EPOLLEXCLUSIVE Linux Kernel patch testing

Overview

For high availability and load balancing systems, it is normal practice to run multiple process copies (executable copies) over some event source, for example, Posix Queue. When one message arrives it is expected only one process to process the message.

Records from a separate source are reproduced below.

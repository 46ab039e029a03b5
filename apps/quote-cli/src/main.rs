//! # tezza-quote
//!
//! Command-line quote preview for the Tezza pricing engine.
//!
//! ## Commands
//! ```text
//! ┌─────────────────────────────────────────────────────────────────────────┐
//! │  tezza-quote quote <FILE> [--pretty]   price a JSON request file        │
//! │  tezza-quote price --base-cost <CENTS> unit price for one product      │
//! │  tezza-quote tiers                     volume discount table            │
//! └─────────────────────────────────────────────────────────────────────────┘
//! ```
//!
//! Rates come from `TEZZA_*` environment variables (see
//! [`tezza_orders::EngineConfig`]). Logs go to stderr, results to stdout.

mod request;

use std::fs;
use std::path::{Path, PathBuf};

use anyhow::{Context, Result};
use clap::{Parser, Subcommand};
use rust_decimal::Decimal;
use tracing::info;
use tracing_subscriber::EnvFilter;

use tezza_core::pricing::{self, VOLUME_TIERS};
use tezza_core::{Money, Percentage, ProductCost};
use tezza_orders::{EngineConfig, OrderService};

use crate::request::QuoteFile;

#[derive(Parser)]
#[command(name = "tezza-quote", version, about = "Price custom-goods orders")]
struct Cli {
    #[command(subcommand)]
    command: Command,
}

#[derive(Subcommand)]
enum Command {
    /// Price the items in a JSON request file
    Quote {
        /// Path to the request file
        file: PathBuf,

        /// Pretty-print the quote
        #[arg(long)]
        pretty: bool,
    },

    /// Show the unit price of a single product at a quantity
    Price {
        /// Material cost per unit, in cents
        #[arg(long)]
        base_cost: i64,

        #[arg(long, default_value_t = 1)]
        quantity: i64,

        /// Overhead percentage; defaults to the configured overhead
        #[arg(long)]
        overhead: Option<Decimal>,

        /// Customization surcharge per unit, in cents
        #[arg(long, default_value_t = 0)]
        customization_cost: i64,

        /// Include the customization surcharge
        #[arg(long)]
        customized: bool,
    },

    /// Print the volume discount tiers
    Tiers,
}

fn main() -> Result<()> {
    init_tracing();

    let cli = Cli::parse();
    let config = EngineConfig::load().context("Invalid TEZZA_* configuration")?;

    match cli.command {
        Command::Quote { file, pretty } => quote(&file, pretty, config),
        Command::Price {
            base_cost,
            quantity,
            overhead,
            customization_cost,
            customized,
        } => {
            let cost = ProductCost {
                base_cost: Money::from_cents(base_cost),
                overhead_percentage: overhead
                    .map(Percentage::new)
                    .unwrap_or(config.pricing.default_overhead_percentage),
                labor_hours: Decimal::ZERO,
                customization_cost: Money::from_cents(customization_cost),
            };
            price(&cost, quantity, customized, &config)
        }
        Command::Tiers => {
            tiers();
            Ok(())
        }
    }
}

/// Initialize tracing/logging.
fn init_tracing() {
    let filter = EnvFilter::try_from_default_env()
        .unwrap_or_else(|_| EnvFilter::new("info"));

    tracing_subscriber::fmt()
        .with_env_filter(filter)
        .with_writer(std::io::stderr)
        .with_target(true)
        .init();
}

fn quote(file: &Path, pretty: bool, config: EngineConfig) -> Result<()> {
    let json = fs::read_to_string(file)
        .with_context(|| format!("Failed to read {}", file.display()))?;

    let default_overhead = config.pricing.default_overhead_percentage;
    let (catalog, request) = QuoteFile::parse(&json)?.into_parts(default_overhead)?;

    let service = OrderService::new(catalog, config);
    let quote = service.quote(&request)?;

    info!(
        lines = quote.lines.len(),
        total = %quote.totals.total_amount,
        margin = %quote.profit_margin,
        "Quote ready"
    );

    let output = if pretty {
        serde_json::to_string_pretty(&quote)?
    } else {
        serde_json::to_string(&quote)?
    };
    println!("{output}");
    Ok(())
}

fn price(cost: &ProductCost, quantity: i64, customized: bool, config: &EngineConfig) -> Result<()> {
    let unit = pricing::unit_price(cost, quantity, customized)?;
    let discount = pricing::volume_discount_percentage(quantity)?;
    let retail = pricing::suggested_retail_price(cost, config.pricing.target_margin)?;
    let margin = pricing::profit_margin(unit, Money::from_decimal(cost.loaded_cost()));
    let line_total = pricing::line_total(unit, quantity)?;

    println!("unit price:       {unit}");
    println!("line total:       {line_total}");
    println!("volume discount:  {discount}");
    println!("margin at price:  {margin}%");
    println!(
        "suggested retail: {retail} ({} margin)",
        config.pricing.target_margin
    );
    Ok(())
}

fn tiers() {
    for tier in VOLUME_TIERS {
        let range = match tier.max_quantity {
            Some(max) => format!("{}-{}", tier.min_quantity, max),
            None => format!("{}+", tier.min_quantity),
        };
        let discount = Percentage::new(tier.discount * Decimal::ONE_HUNDRED);
        println!("{range:>8}  {discount}");
    }
}
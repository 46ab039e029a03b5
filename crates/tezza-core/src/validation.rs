//! # Validation Module
//!
//! Input validation for the pricing engine.
//!
//! ## Validation Strategy
//! ```text
//! ┌─────────────────────────────────────────────────────────────────────────┐
//! │                      Validation Layers                                  │
//! │                                                                         │
//! │  Layer 1: API layer                                                    │
//! │  ├── Deserialization into request descriptors                          │
//! │  └── Maps errors to 4xx with the field name                            │
//! │           │                                                             │
//! │           ▼                                                             │
//! │  Layer 2: THIS MODULE                                                  │
//! │  ├── Record format checks (SKU, name)        → ValidationError         │
//! │  └── Pricing preconditions (qty, %, money)   → CoreError kinds         │
//! │           │                                                             │
//! │           ▼                                                             │
//! │  Layer 3: Pricing functions                                            │
//! │  └── Assume validated input, never return partial results             │
//! └─────────────────────────────────────────────────────────────────────────┘
//! ```
//!
//! ## Usage
//! ```rust
//! use tezza_core::validation::{validate_sku, validate_quantity};
//!
//! validate_sku("MUG-11OZ").unwrap();
//! validate_quantity(50).unwrap();
//! assert!(validate_quantity(0).is_err());
//! ```

use crate::error::{CoreError, CoreResult, ValidationError};
use crate::money::Money;
use crate::types::Percentage;
use crate::MAX_ITEM_QUANTITY;

/// Result type for validation operations.
pub type ValidationResult<T> = Result<T, ValidationError>;

// =============================================================================
// String Validators
// =============================================================================

/// Validates a SKU (Stock Keeping Unit).
///
/// ## Rules
/// - Must not be empty
/// - At most 50 characters
/// - Only alphanumeric characters, hyphens, underscores
///
/// ## Example
/// ```rust
/// use tezza_core::validation::validate_sku;
///
/// assert!(validate_sku("TOTE-CANVAS").is_ok());
/// assert!(validate_sku("").is_err());
/// assert!(validate_sku("A".repeat(100).as_str()).is_err());
/// ```
pub fn validate_sku(sku: &str) -> ValidationResult<()> {
    let sku = sku.trim();

    if sku.is_empty() {
        return Err(ValidationError::Required {
            field: "sku".to_string(),
        });
    }

    if sku.len() > 50 {
        return Err(ValidationError::TooLong {
            field: "sku".to_string(),
            max: 50,
        });
    }

    if !sku
        .chars()
        .all(|c| c.is_alphanumeric() || c == '-' || c == '_')
    {
        return Err(ValidationError::InvalidFormat {
            field: "sku".to_string(),
            reason: "must contain only letters, numbers, hyphens, and underscores".to_string(),
        });
    }

    Ok(())
}

/// Validates a product name: non-empty, at most 200 characters.
pub fn validate_product_name(name: &str) -> ValidationResult<()> {
    let name = name.trim();

    if name.is_empty() {
        return Err(ValidationError::Required {
            field: "name".to_string(),
        });
    }

    if name.len() > 200 {
        return Err(ValidationError::TooLong {
            field: "name".to_string(),
            max: 200,
        });
    }

    Ok(())
}

/// Validates an order number prefix: 1-10 uppercase letters or digits.
pub fn validate_order_prefix(prefix: &str) -> ValidationResult<()> {
    if prefix.is_empty() {
        return Err(ValidationError::Required {
            field: "order_prefix".to_string(),
        });
    }

    if prefix.len() > 10 {
        return Err(ValidationError::TooLong {
            field: "order_prefix".to_string(),
            max: 10,
        });
    }

    if !prefix
        .chars()
        .all(|c| c.is_ascii_uppercase() || c.is_ascii_digit())
    {
        return Err(ValidationError::InvalidFormat {
            field: "order_prefix".to_string(),
            reason: "must contain only uppercase letters and digits".to_string(),
        });
    }

    Ok(())
}

// =============================================================================
// Pricing Preconditions
// =============================================================================

/// Validates an order quantity.
///
/// ## Rules
/// - Must be at least 1
/// - Must not exceed [`MAX_ITEM_QUANTITY`]; everything from 500 up lands in
///   the top volume tier
///
/// ```text
/// validate_quantity(q)
///      │
///      ├── q < 1                 → InvalidQuantity { quantity: q }
///      ├── q > MAX_ITEM_QUANTITY → InvalidQuantity { quantity: q }
///      │
///      └── OK → volume tier lookup
/// ```
pub fn validate_quantity(quantity: i64) -> CoreResult<()> {
    if !(1..=MAX_ITEM_QUANTITY).contains(&quantity) {
        return Err(CoreError::InvalidQuantity { quantity });
    }
    Ok(())
}

/// Validates an amount fed into the totals step (subtotal, shipping).
pub fn validate_non_negative_amount(field: &str, amount: Money) -> CoreResult<()> {
    if amount.is_negative() {
        return Err(CoreError::totals_input(field, "must not be negative"));
    }
    Ok(())
}

/// Validates a percentage fed into the totals step.
///
/// Discounts must lie in `[0, 100]`; tax rates only need to be non-negative.
pub fn validate_discount_percentage(percentage: Percentage) -> CoreResult<()> {
    if !percentage.is_within_whole() {
        return Err(CoreError::totals_input(
            "discount_percentage",
            "must be between 0 and 100",
        ));
    }
    Ok(())
}

/// Validates a tax rate: non-negative.
pub fn validate_tax_rate(rate: Percentage) -> CoreResult<()> {
    if rate.is_negative() {
        return Err(CoreError::totals_input("tax_rate", "must not be negative"));
    }
    Ok(())
}

// =============================================================================
// Unit Tests
// =============================================================================

#[cfg(test)]
mod tests {
    use super::*;
    use rust_decimal_macros::dec;

    #[test]
    fn test_validate_sku() {
        assert!(validate_sku("MUG-11OZ").is_ok());
        assert!(validate_sku("TOTE_01").is_ok());

        assert!(validate_sku("").is_err());
        assert!(validate_sku("   ").is_err());
        assert!(validate_sku("has space").is_err());
        assert!(validate_sku(&"A".repeat(100)).is_err());
    }

    #[test]
    fn test_validate_product_name() {
        assert!(validate_product_name("Custom Coffee Mug").is_ok());
        assert!(validate_product_name("").is_err());
        assert!(validate_product_name(&"A".repeat(300)).is_err());
    }

    #[test]
    fn test_validate_order_prefix() {
        assert!(validate_order_prefix("TW").is_ok());
        assert!(validate_order_prefix("Q2025").is_ok());
        assert!(validate_order_prefix("").is_err());
        assert!(validate_order_prefix("tw").is_err());
        assert!(validate_order_prefix("TOOLONGPREFIX").is_err());
    }

    #[test]
    fn test_validate_quantity() {
        assert!(validate_quantity(1).is_ok());
        assert!(validate_quantity(5000).is_ok());
        assert_eq!(
            validate_quantity(0),
            Err(CoreError::InvalidQuantity { quantity: 0 })
        );
        assert!(validate_quantity(-1).is_err());
    }

    #[test]
    fn test_validate_quantity_upper_bound() {
        assert!(validate_quantity(MAX_ITEM_QUANTITY).is_ok());
        assert_eq!(
            validate_quantity(MAX_ITEM_QUANTITY + 1),
            Err(CoreError::InvalidQuantity {
                quantity: MAX_ITEM_QUANTITY + 1
            })
        );
        assert!(validate_quantity(i64::MAX).is_err());
    }

    #[test]
    fn test_validate_totals_inputs() {
        assert!(validate_non_negative_amount("shipping_cost", Money::zero()).is_ok());
        assert!(matches!(
            validate_non_negative_amount("shipping_cost", Money::from_cents(-1)),
            Err(CoreError::InvalidTotalsInput { ref field, .. }) if field == "shipping_cost"
        ));

        assert!(validate_discount_percentage(Percentage::new(dec!(100))).is_ok());
        assert!(validate_discount_percentage(Percentage::new(dec!(100.5))).is_err());
        assert!(validate_discount_percentage(Percentage::new(dec!(-5))).is_err());

        assert!(validate_tax_rate(Percentage::new(dec!(120))).is_ok());
        assert!(validate_tax_rate(Percentage::new(dec!(-0.1))).is_err());
    }
}
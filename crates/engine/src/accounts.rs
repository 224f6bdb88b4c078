//! Account registry.
//!
//! An account is a tenant of the ledger: categories, transactions, transfers
//! and budgets all hang off exactly one account. `lock_generation` is a
//! counter bumped inside transfer transactions to take the two participant
//! rows in a stable order before any balance read.

use chrono::{DateTime, Utc};
use sea_orm::entity::prelude::*;

#[derive(Clone, Debug, PartialEq, DeriveEntityModel)]
#[sea_orm(table_name = "accounts")]
pub struct Model {
    #[sea_orm(primary_key)]
    pub id: i64,
    pub username: String,
    pub password: String,
    pub display_name: String,
    pub created_at: DateTimeUtc,
    pub lock_generation: i64,
}

#[derive(Copy, Clone, Debug, EnumIter, DeriveRelation)]
pub enum Relation {
    #[sea_orm(has_many = "super::categories::Entity")]
    Categories,
    #[sea_orm(has_many = "super::transactions::Entity")]
    Transactions,
}

impl Related<super::categories::Entity> for Entity {
    fn to() -> RelationDef {
        Relation::Categories.def()
    }
}

impl Related<super::transactions::Entity> for Entity {
    fn to() -> RelationDef {
        Relation::Transactions.def()
    }
}

impl ActiveModelBehavior for ActiveModel {}

/// Account view without the credential and locking columns.
#[derive(Clone, Debug, PartialEq)]
pub struct Account {
    pub id: i64,
    pub username: String,
    pub display_name: String,
    pub created_at: DateTime<Utc>,
}

impl From<Model> for Account {
    fn from(model: Model) -> Self {
        Self {
            id: model.id,
            username: model.username,
            display_name: model.display_name,
            created_at: model.created_at,
        }
    }
}
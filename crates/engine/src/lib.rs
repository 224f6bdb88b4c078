pub use accounts::Account;
pub use budgets::BudgetStatus;
pub use categories::Category;
pub use commands::{CreateAccountCmd, RecordTransactionCmd, SetBudgetCmd, TransferCmd};
pub use error::EngineError;
pub use events::LedgerEvent;
pub use money::Money;
pub use ops::{Engine, EngineBuilder, TransferLists};
pub use transactions::{EntryKind, Transaction};
pub use transfers::{Transfer, TransferState};

mod accounts;
mod budgets;
mod categories;
mod commands;
mod error;
mod events;
mod money;
mod ops;
mod pair_lock;
mod transactions;
mod transfers;
mod util;

type ResultEngine<T> = Result<T, EngineError>;
use std::time::Duration;

use sea_orm::DatabaseConnection;
use tokio::sync::broadcast;

use crate::{EngineError, LedgerEvent, ResultEngine, events, pair_lock::PairLocks};

mod accounts;
mod balances;
mod budgets;
mod categories;
mod transactions;
mod transfers;

pub use transfers::TransferLists;

/// Run a block inside a DB transaction, committing on success and rolling back on error.
macro_rules! with_tx {
    ($self:expr, |$tx:ident| $body:expr) => {{
        let $tx = $self.database.begin().await?;
        let result: crate::ResultEngine<_> = $body;
        match result {
            Ok(value) => {
                $tx.commit().await?;
                Ok(value)
            }
            Err(err) => Err(err),
        }
    }};
}

pub(crate) use with_tx;

/// Default bound on waiting for a contended transfer pair.
const DEFAULT_LOCK_WAIT: Duration = Duration::from_secs(5);

#[derive(Debug)]
pub struct Engine {
    database: DatabaseConnection,
    events: broadcast::Sender<LedgerEvent>,
    transfer_locks: PairLocks,
    lock_wait: Duration,
}

impl Engine {
    /// Return a builder for `Engine`. Help to build the struct.
    pub fn builder() -> EngineBuilder {
        EngineBuilder::default()
    }

    /// Subscribe to post-commit ledger events.
    pub fn subscribe(&self) -> broadcast::Receiver<LedgerEvent> {
        self.events.subscribe()
    }

    fn emit(&self, event: LedgerEvent) {
        // A send error only means nobody is subscribed right now.
        let _ = self.events.send(event);
    }
}

fn normalize_required_name(value: &str, label: &str) -> ResultEngine<String> {
    let trimmed = value.trim();
    if trimmed.is_empty() {
        return Err(EngineError::InvalidAmount(format!(
            "{label} must not be empty"
        )));
    }
    Ok(trimmed.to_string())
}

fn normalize_optional_text(value: Option<&str>) -> Option<String> {
    value
        .map(str::trim)
        .filter(|s| !s.is_empty())
        .map(ToString::to_string)
}

/// The builder for `Engine`
pub struct EngineBuilder {
    database: DatabaseConnection,
    lock_wait: Duration,
}

impl Default for EngineBuilder {
    fn default() -> Self {
        Self {
            database: DatabaseConnection::default(),
            lock_wait: DEFAULT_LOCK_WAIT,
        }
    }
}

impl EngineBuilder {
    /// Pass the required database
    pub fn database(mut self, db: DatabaseConnection) -> EngineBuilder {
        self.database = db;
        self
    }

    /// Bound on waiting for a contended transfer pair.
    pub fn lock_wait(mut self, wait: Duration) -> EngineBuilder {
        self.lock_wait = wait;
        self
    }

    /// Construct `Engine`
    pub async fn build(self) -> ResultEngine<Engine> {
        Ok(Engine {
            database: self.database,
            events: events::channel(),
            transfer_locks: PairLocks::new(),
            lock_wait: self.lock_wait,
        })
    }
}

Linux Kernel offers two features for this purpose, it have a Posix Queues and it have a Linux specific feature to allow doing epoll() over the Posix Queues. The second feature allows to create a binaries which are doing listen over the multiple Queues. So far it is good. Also it is expected, if we bring up multiple processes waiting on same set of queues via epoll(), to do some load balancing, we should get more parallel processing power. (At some systems it might be up to 250 or more processes listening on some set of queues. For example processes which are responsible for sending messages to network and waiting for reply back). For small amount of process copies on Linux system it looks to perform ok, but for those 250 for example, by doing tests, it have been noticed that systems gets slower doing a lot of kernel processing.

The problem & solution

By doing some research, I have learned, that current Linux kernel versions (at writting this 05.12.2015), when multiple processes or threads doing epoll() on same event source (e.g. Posix queue), and when one event arrives, all processes or threads are woken up. This makes a lot of overhead. It looks like we need some kind of mechanism that one event wakes up one process.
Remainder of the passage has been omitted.